PROBLEM TO WORK ON >>
In the data below, find each line that contains the word "Panics" and copy it.

-- SUPPLIED RECORDS follows --

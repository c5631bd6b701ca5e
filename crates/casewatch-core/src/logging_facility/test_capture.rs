//! Test capture mode for deterministic logging assertions
//!
//! Installs a global subscriber that keeps every event in memory. Tests
//! share one capture, so assertions should filter on an `op` or `run_id`
//! that is unique to the test.

use casewatch_core_types::schema::{FIELD_COMPONENT, FIELD_EVENT, FIELD_OP};
use std::collections::HashMap;
use std::sync::{Arc, Mutex, OnceLock};
use tracing::field::{Field, Visit};
use tracing::{Level, Subscriber};
use tracing_subscriber::layer::{Context, SubscriberExt};
use tracing_subscriber::registry::LookupSpan;
use tracing_subscriber::util::SubscriberInitExt;
use tracing_subscriber::Layer;

/// A captured log event with all its fields rendered as strings
#[derive(Clone, Debug)]
pub struct CapturedEvent {
    pub level: Level,
    pub component: Option<String>,
    pub op: Option<String>,
    pub event: Option<String>,
    pub fields: HashMap<String, String>,
}

impl CapturedEvent {
    /// Field value by name
    pub fn field(&self, name: &str) -> Option<&str> {
        self.fields.get(name).map(String::as_str)
    }

    fn is(&self, op: &str, event: &str) -> bool {
        self.op.as_deref() == Some(op) && self.event.as_deref() == Some(event)
    }
}

#[derive(Default)]
struct FieldVisitor {
    fields: HashMap<String, String>,
}

impl FieldVisitor {
    fn put(&mut self, field: &Field, value: String) {
        self.fields.insert(field.name().to_string(), value);
    }
}

impl Visit for FieldVisitor {
    fn record_debug(&mut self, field: &Field, value: &dyn std::fmt::Debug) {
        self.put(field, format!("{:?}", value));
    }

    fn record_str(&mut self, field: &Field, value: &str) {
        self.put(field, value.to_string());
    }

    fn record_i64(&mut self, field: &Field, value: i64) {
        self.put(field, value.to_string());
    }

    fn record_u64(&mut self, field: &Field, value: u64) {
        self.put(field, value.to_string());
    }

    fn record_bool(&mut self, field: &Field, value: bool) {
        self.put(field, value.to_string());
    }
}

/// Layer that appends every event to a shared buffer
pub struct TestCaptureLayer {
    events: Arc<Mutex<Vec<CapturedEvent>>>,
}

impl TestCaptureLayer {
    pub fn new() -> (Self, TestCapture) {
        let events = Arc::new(Mutex::new(Vec::new()));
        let layer = Self {
            events: events.clone(),
        };
        (layer, TestCapture { events })
    }
}

impl<S> Layer<S> for TestCaptureLayer
where
    S: Subscriber + for<'a> LookupSpan<'a>,
{
    fn on_event(&self, event: &tracing::Event<'_>, _ctx: Context<'_, S>) {
        let mut visitor = FieldVisitor::default();
        event.record(&mut visitor);

        let captured = CapturedEvent {
            level: *event.metadata().level(),
            component: visitor.fields.get(FIELD_COMPONENT).cloned(),
            op: visitor.fields.get(FIELD_OP).cloned(),
            event: visitor.fields.get(FIELD_EVENT).cloned(),
            fields: visitor.fields,
        };

        self.events
            .lock()
            .map(|mut events| events.push(captured))
            .ok();
    }
}

/// Handle for reading captured events in tests
#[derive(Clone)]
pub struct TestCapture {
    events: Arc<Mutex<Vec<CapturedEvent>>>,
}

impl TestCapture {
    /// All captured events so far
    pub fn events(&self) -> Vec<CapturedEvent> {
        self.events.lock().map(|e| e.clone()).unwrap_or_default()
    }

    /// Events for one operation and event type, in emission order
    pub fn find(&self, op: &str, event: &str) -> Vec<CapturedEvent> {
        self.events()
            .into_iter()
            .filter(|e| e.is(op, event))
            .collect()
    }

    /// Assert that an event exists with the given operation and event type
    ///
    /// # Panics
    ///
    /// Panics if the event is not found
    pub fn assert_event_exists(&self, op: &str, event: &str) {
        let events = self.events();
        assert!(
            events.iter().any(|e| e.is(op, event)),
            "Expected event op={} event={} not found in {} captured events",
            op,
            event,
            events.len()
        );
    }

    /// Count events matching a predicate
    pub fn count_events<F>(&self, predicate: F) -> usize
    where
        F: Fn(&CapturedEvent) -> bool,
    {
        self.events().iter().filter(|e| predicate(e)).count()
    }

    pub fn clear(&self) {
        self.events.lock().map(|mut e| e.clear()).ok();
    }
}

static GLOBAL_CAPTURE: OnceLock<TestCapture> = OnceLock::new();

/// Install the capture subscriber (once per process) and return its handle
///
/// # Example
///
/// ```
/// use casewatch_core::logging_facility::test_capture::init_test_capture;
/// use casewatch_core::log_op_start;
///
/// let capture = init_test_capture();
/// log_op_start!("stage_doc_example");
/// capture.assert_event_exists("stage_doc_example", "start");
/// ```
pub fn init_test_capture() -> TestCapture {
    GLOBAL_CAPTURE
        .get_or_init(|| {
            let (layer, capture) = TestCaptureLayer::new();
            tracing_subscriber::registry().with(layer).init();
            capture
        })
        .clone()
}
//! Human-readable summary renderer for change sets.

use crate::diff::model::DiffSummary;
use crate::model::ChangeEvent;

/// Render a plain-text summary of a change set, one section per kind
///
/// Informational only; the structured events remain the source of truth.
pub fn render_change_summary(events: &[ChangeEvent]) -> String {
    let summary = DiffSummary::from_events(events);
    let mut out = String::new();

    if summary.is_empty() {
        out.push_str("No changes detected.\n");
        return out;
    }

    out.push_str(&format!(
        "{} change(s): {} new, {} modified, {} deleted, {} expiring added\n",
        summary.total(),
        summary.new,
        summary.modified,
        summary.deleted,
        summary.expiring_added
    ));

    let mut section = |title: &str, lines: Vec<String>| {
        if lines.is_empty() {
            return;
        }
        out.push_str(&format!("\n{} ({})\n", title, lines.len()));
        for line in lines {
            out.push_str("  - ");
            out.push_str(&line);
            out.push('\n');
        }
    };

    section(
        "New",
        events
            .iter()
            .filter_map(|e| match e {
                ChangeEvent::New {
                    id,
                    status,
                    category,
                } => Some(format!("{}: {} [{}]", id, display(status), category)),
                _ => None,
            })
            .collect(),
    );

    section(
        "Modified",
        events
            .iter()
            .filter_map(|e| match e {
                ChangeEvent::Modified {
                    id,
                    old_status,
                    new_status,
                    old_category,
                    new_category,
                } => {
                    let mut line = format!("{}: {} -> {}", id, display(old_status), display(new_status));
                    if old_category != new_category {
                        line.push_str(&format!(" [{} -> {}]", old_category, new_category));
                    }
                    Some(line)
                }
                _ => None,
            })
            .collect(),
    );

    section(
        "Deleted",
        events
            .iter()
            .filter_map(|e| match e {
                ChangeEvent::Deleted {
                    id,
                    status,
                    category,
                } => Some(format!("{}: {} [{}]", id, display(status), category)),
                _ => None,
            })
            .collect(),
    );

    section(
        "Expiring added",
        events
            .iter()
            .filter_map(|e| match e {
                ChangeEvent::ExpiringAdded { id, .. } => Some(id.clone()),
                _ => None,
            })
            .collect(),
    );

    out
}

fn display(status: &str) -> &str {
    if status.is_empty() {
        "(no status)"
    } else {
        status
    }
}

-- SUPPLIED RECORDS concluded --

OUTPUT OF THE TASK >>
    /// # Panics
    /// Panics if the event is not found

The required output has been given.